Self-supervised Training Sample Difficulty Balancing for Local Descriptor Learning

In the case of an imbalance between positive and negative samples, hard negative mining strategies have been shown to help models learn more subtle differences between positive and negative samples, thus improving recognition performance. However, if too strict mining strategies are promoted in the dataset, there may be a risk of introducing false negative samples. Meanwhile, the implementation of the mining strategy disrupts the difficulty distribution of samples in the real dataset, which may cause the model to over-fit these difficult samples. Therefore, in this paper, we investigate how to trade off the difficulty of the mined samples in order to obtain and exploit high-quality negative samples, and try to solve the problem in terms of both the loss function and the training strategy.
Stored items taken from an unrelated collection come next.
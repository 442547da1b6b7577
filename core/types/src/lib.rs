pub mod error;
pub mod item;
pub mod rule;
pub mod plan;
pub mod dedup;
pub mod config;

pub use error::*;
pub use item::*;
pub use rule::*;
pub use plan::*;
pub use dedup::*;
pub use config::*;
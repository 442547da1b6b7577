use regex::RegexBuilder;
use tidydrive_types::{MappingRuleConfig, TidyDriveError};
use crate::rule::CompiledRule;

/// 基準1つ分のコンパイラ。担当外の設定には `None` を返す。
pub type CriterionCompiler =
    Box<dyn Fn(&MappingRuleConfig) -> Result<Option<CompiledRule>, TidyDriveError> + Send + Sync>;

/// バリアント登録表。新しいルール種別は `register` で追加する。
pub struct RuleFactory {
    compilers: Vec<(String, CriterionCompiler)>,
}

impl RuleFactory {
    /// 組み込みバリアント（path / extension / age）入りのファクトリ
    pub fn new() -> Self {
        let mut factory = Self { compilers: Vec::new() };

        factory.register("path_pattern", |config| {
            let Some(pattern) = &config.match_criteria.path_pattern else {
                return Ok(None);
            };
            // 大文字小文字の扱いはルール側の宣言に従う。インライン修飾子には頼らない。
            let regex = RegexBuilder::new(pattern)
                .case_insensitive(!config.match_criteria.case_sensitive)
                .build()
                .map_err(|e| TidyDriveError::Rule {
                    rule: config.name.clone(),
                    message: format!("Invalid path pattern '{}': {}", pattern, e),
                })?;
            Ok(Some(CompiledRule::PathPattern {
                pattern: pattern.clone(),
                regex,
            }))
        });

        factory.register("extension", |config| {
            let Some(extensions) = &config.match_criteria.extensions else {
                return Ok(None);
            };
            // ドットを落として小文字に正規化
            let set = extensions
                .iter()
                .map(|e| e.trim_start_matches('.').to_lowercase())
                .collect();
            Ok(Some(CompiledRule::Extension { extensions: set }))
        });

        factory.register("age_window", |config| {
            let criteria = &config.match_criteria;
            if criteria.min_age_days.is_none() && criteria.max_age_days.is_none() {
                return Ok(None);
            }
            Ok(Some(CompiledRule::AgeWindow {
                min_days: criteria.min_age_days,
                max_days: criteria.max_age_days,
            }))
        });

        factory
    }

    pub fn register<F>(&mut self, variant: &str, compiler: F)
    where
        F: Fn(&MappingRuleConfig) -> Result<Option<CompiledRule>, TidyDriveError>
            + Send
            + Sync
            + 'static,
    {
        self.compilers.push((variant.to_string(), Box::new(compiler)));
    }

    /// 設定レコードを実行可能ルールにコンパイルする。
    /// 複数基準は AND の Composite に、単一基準はそのバリアント単体になる。
    pub fn compile(&self, config: &MappingRuleConfig) -> Result<CompiledRule, TidyDriveError> {
        if config.priority <= 0 {
            return Err(TidyDriveError::Rule {
                rule: config.name.clone(),
                message: format!("Priority must be positive, got {}", config.priority),
            });
        }

        if config.target_location.as_os_str().is_empty() {
            return Err(TidyDriveError::Rule {
                rule: config.name.clone(),
                message: "Target location must not be empty".to_string(),
            });
        }

        let mut children = Vec::new();
        for (_, compiler) in &self.compilers {
            if let Some(rule) = compiler(config)? {
                children.push(rule);
            }
        }

        if children.is_empty() {
            Err(TidyDriveError::Rule {
                rule: config.name.clone(),
                message: "At least one match criterion must be set".to_string(),
            })
        } else if children.len() == 1 {
            Ok(children.remove(0))
        } else {
            Ok(CompiledRule::Composite { children, require_all: true })
        }
    }
}

impl Default for RuleFactory {
    fn default() -> Self {
        Self::new()
    }
}

/// 既定ファクトリでのコンパイル
pub fn compile_rule(config: &MappingRuleConfig) -> Result<CompiledRule, TidyDriveError> {
    RuleFactory::new().compile(config)
}
use std::collections::HashSet;
use std::path::PathBuf;
use chrono::{DateTime, Utc};
use tracing::{debug, info};
use tidydrive_types::{ConflictPolicy, Item, MappingRuleConfig, TargetSuggestion, TidyDriveError};
use tidydrive_template::{TemplateContext, TemplateEngine};
use crate::compile::RuleFactory;
use crate::rule::CompiledRule;

/// コンパイル済みルールと、提案の組み立てに必要な設定情報の組
#[derive(Debug)]
pub struct EngineRule {
    pub name: String,
    pub priority: i32,
    pub target_location: PathBuf,
    pub naming_template: Option<String>,
    pub conflict_policy: ConflictPolicy,
    pub matcher: CompiledRule,
}

impl EngineRule {
    pub fn matches(&self, item: &Item, now: DateTime<Utc>) -> bool {
        self.matcher.matches(item, now)
    }

    /// マッチ済みアイテムに対する提案を組み立てる。評価は決して失敗しない:
    /// テンプレート展開に失敗した場合は元のファイル名に退避する。
    pub fn map(&self, item: &Item, now: DateTime<Utc>, engine: &TemplateEngine) -> TargetSuggestion {
        let target_name = match &self.naming_template {
            Some(template) => {
                let context = TemplateContext::from_item(item);
                match engine.process(template, &context) {
                    Ok(name) => name,
                    Err(e) => {
                        debug!("Template '{}' failed for rule '{}': {}", template, self.name, e);
                        item.name.clone()
                    }
                }
            }
            None => item.name.clone(),
        };

        TargetSuggestion {
            target_path: self.target_location.clone(),
            target_name,
            rule_name: self.name.clone(),
            confidence: self.matcher.confidence(),
            reasons: self.matcher.reasons(item, now),
            conflict_policy: self.conflict_policy,
        }
    }
}

/// 優先度方式のルールエンジン。
/// マッチした全ルールから数値的に最高の priority を選び、
/// 同値の場合は先に登録されたルールが勝つ（明示的な方針）。
pub struct RuleEngine {
    rules: Vec<EngineRule>,
    template_engine: TemplateEngine,
}

impl RuleEngine {
    pub fn new(configs: &[MappingRuleConfig]) -> Result<Self, TidyDriveError> {
        Self::with_factory(configs, &RuleFactory::new())
    }

    pub fn with_factory(
        configs: &[MappingRuleConfig],
        factory: &RuleFactory,
    ) -> Result<Self, TidyDriveError> {
        let mut seen_names = HashSet::new();
        let mut rules = Vec::with_capacity(configs.len());

        for config in configs {
            if !seen_names.insert(config.name.clone()) {
                return Err(TidyDriveError::Config {
                    message: format!("Duplicate rule name: '{}'", config.name),
                });
            }

            let matcher = factory.compile(config)?;
            rules.push(EngineRule {
                name: config.name.clone(),
                priority: config.priority,
                target_location: config.target_location.clone(),
                naming_template: config.naming_template.clone(),
                conflict_policy: config.conflict_policy,
                matcher,
            });
        }

        info!("Rule engine compiled {} rules", rules.len());
        Ok(Self {
            rules,
            template_engine: TemplateEngine::new(),
        })
    }

    pub fn evaluate(&self, item: &Item) -> Option<TargetSuggestion> {
        self.evaluate_at(item, Utc::now())
    }

    /// 評価時刻を注入できる版（年齢ルールの決定的なテスト用）
    pub fn evaluate_at(&self, item: &Item, now: DateTime<Utc>) -> Option<TargetSuggestion> {
        let mut best: Option<&EngineRule> = None;

        // 登録順に走査し、priority が厳密に大きいときだけ置き換える。
        // 同値なら先に登録された方が残る。
        for rule in &self.rules {
            if !rule.matches(item, now) {
                continue;
            }
            match best {
                Some(current) if rule.priority <= current.priority => {}
                _ => best = Some(rule),
            }
        }

        let selected = best?;
        debug!(
            "Item '{}' matched rule '{}' (priority {})",
            item.name, selected.name, selected.priority
        );
        Some(selected.map(item, now, &self.template_engine))
    }

    /// マッチする全ルールを優先度付きで返す（レポートツール向け）
    pub fn rules_matching(&self, item: &Item) -> Vec<(&str, i32)> {
        let now = Utc::now();
        self.rules
            .iter()
            .filter(|r| r.matches(item, now))
            .map(|r| (r.name.as_str(), r.priority))
            .collect()
    }

    pub fn rule_count(&self) -> usize {
        self.rules.len()
    }
}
The proposed balance loss provides an effective discriminant for the quality of negative samples by combining a self-supervised approach to the loss function, and uses a dynamic gradient modulation strategy to achieve finer gradient adjustment for samples of different difficulties. The proposed annealing training strategy then constrains the difficulty of the samples drawn from negative sample mining to provide data sources with different difficulty distributions for the loss function, and uses samples of decreasing difficulty to train the model. Extensive experiments show that our new descriptors outperform previous state-of-the-art descriptors for patch validation, matching, and retrieval tasks.